Beef finishers looking to buy cattle that have not been pre-movement tested for bovine tuberculosis are being urged to apply to the Divisional Veterinary Manager for Exempt Finishing Unit status.
The advice comes from the National Beef Association, which is keen to see a finishing route established for non-PrMT store cattle moving through exempt auction markets handling animals from one- and two-year testing herds.
“The introduction of PrMT means that, if the exempt markets system is to work, there must be buyers for the cattle being put through them,” said NBA chief executive Robert Forster.
“It is thought that about 50 auction companies may eventually be able to hold PrMT exempt sales and this suggests that a network of about 500 exempt units will be needed to handle throughput and uphold the exemption system,” he added.
But beef finishers are warned:
The criteria for EFU status are tough and the State Veterinary Service is expected to follow strict guidelines when inspecting an applicant’s holding.

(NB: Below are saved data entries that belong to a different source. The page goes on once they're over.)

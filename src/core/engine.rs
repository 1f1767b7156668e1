use log::{debug, trace};

use super::types::{MonthlyRecord, ProjectionError, ProjectionParameters, ProjectionResult};

const MAX_PREALLOCATED_MONTHS: usize = 1_200;

/// Runs the month-by-month projection.
///
/// Each month the contribution lands first, interest accrues on the new
/// capital, and whole multiples of the reinvestment threshold are then moved
/// from the interest accumulator into capital. Nothing is rounded here.
pub fn project(params: &ProjectionParameters) -> Result<ProjectionResult, ProjectionError> {
    params.validate()?;

    let rate = monthly_rate(params.annual_interest_rate_percent);
    let threshold = params.reinvest_threshold;
    let mut capital = params.initial_capital;
    let mut accumulated = 0.0;
    let mut records = Vec::with_capacity((params.horizon_months as usize).min(MAX_PREALLOCATED_MONTHS));

    for month in 1..=params.horizon_months {
        capital += params.monthly_contribution;

        let interest = capital * rate;
        accumulated += interest;

        if !interest.is_finite() || !capital.is_finite() {
            return Err(overflow_error(month));
        }

        let reinvested = reinvest_whole_units(&mut capital, &mut accumulated, threshold);
        if !capital.is_finite() || !accumulated.is_finite() {
            return Err(overflow_error(month));
        }
        if reinvested > 0.0 {
            trace!("month {month}: reinvested {reinvested} into capital {capital}");
        }

        records.push(MonthlyRecord {
            month,
            contribution: params.monthly_contribution,
            interest_earned: interest,
            reinvested,
            capital_after: capital,
            accumulated_unreinvested_interest: accumulated,
        });
    }

    let result = ProjectionResult::new(params.initial_capital, records);
    if let Some(last) = result.records().last() {
        debug!(
            "projected {} months: final capital {}, accumulated {}",
            last.month, last.capital_after, last.accumulated_unreinvested_interest
        );
    }
    Ok(result)
}

fn overflow_error(month: u32) -> ProjectionError {
    ProjectionError::InvalidParameter {
        field: "initial_capital",
        reason: format!("capital or interest is no longer finite at month {month}"),
    }
}

/// Negative annual rates accrue nothing.
fn monthly_rate(annual_rate_percent: f64) -> f64 {
    (annual_rate_percent / 12.0 / 100.0).max(0.0)
}

fn reinvest_whole_units(capital: &mut f64, accumulated: &mut f64, threshold: f64) -> f64 {
    if *accumulated < threshold {
        return 0.0;
    }

    let mut units = (*accumulated / threshold).floor();
    // Division can round up to a unit count the accumulator does not cover.
    if units * threshold > *accumulated {
        units -= 1.0;
    }

    let amount = units * threshold;
    *capital += amount;
    *accumulated -= amount;
    amount
}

The NBA is hopeful that modified conditions for units approved by DEFRA only last week will encourage more finishers to make applications.
These confirm that grazing land can be included in an exempt unit, if it is in a one-year testing parish, as long as the fields are double fenced to prevent nose-to-nose contact with non-EFU cattle and there are no connecting watercourses.
The regulations also allow for the sharing of machinery between an exempt and non-exempt feeding operation if the owner submits a written biosecurity plan to the DVM that covers cleansing and disinfection protocols for all equipment moving off the EFU. Washable, or disposable, protective clothing must also be provided for exclusive use within the EFU.
“In addition to this DEFRA will allow manure produced on an exempt unit to be stored for up to three weeks before spreading on grassland as long as the field is not grazed, or a silage crop taken off it, for at least 60 days afterwards,” said Mr Forster.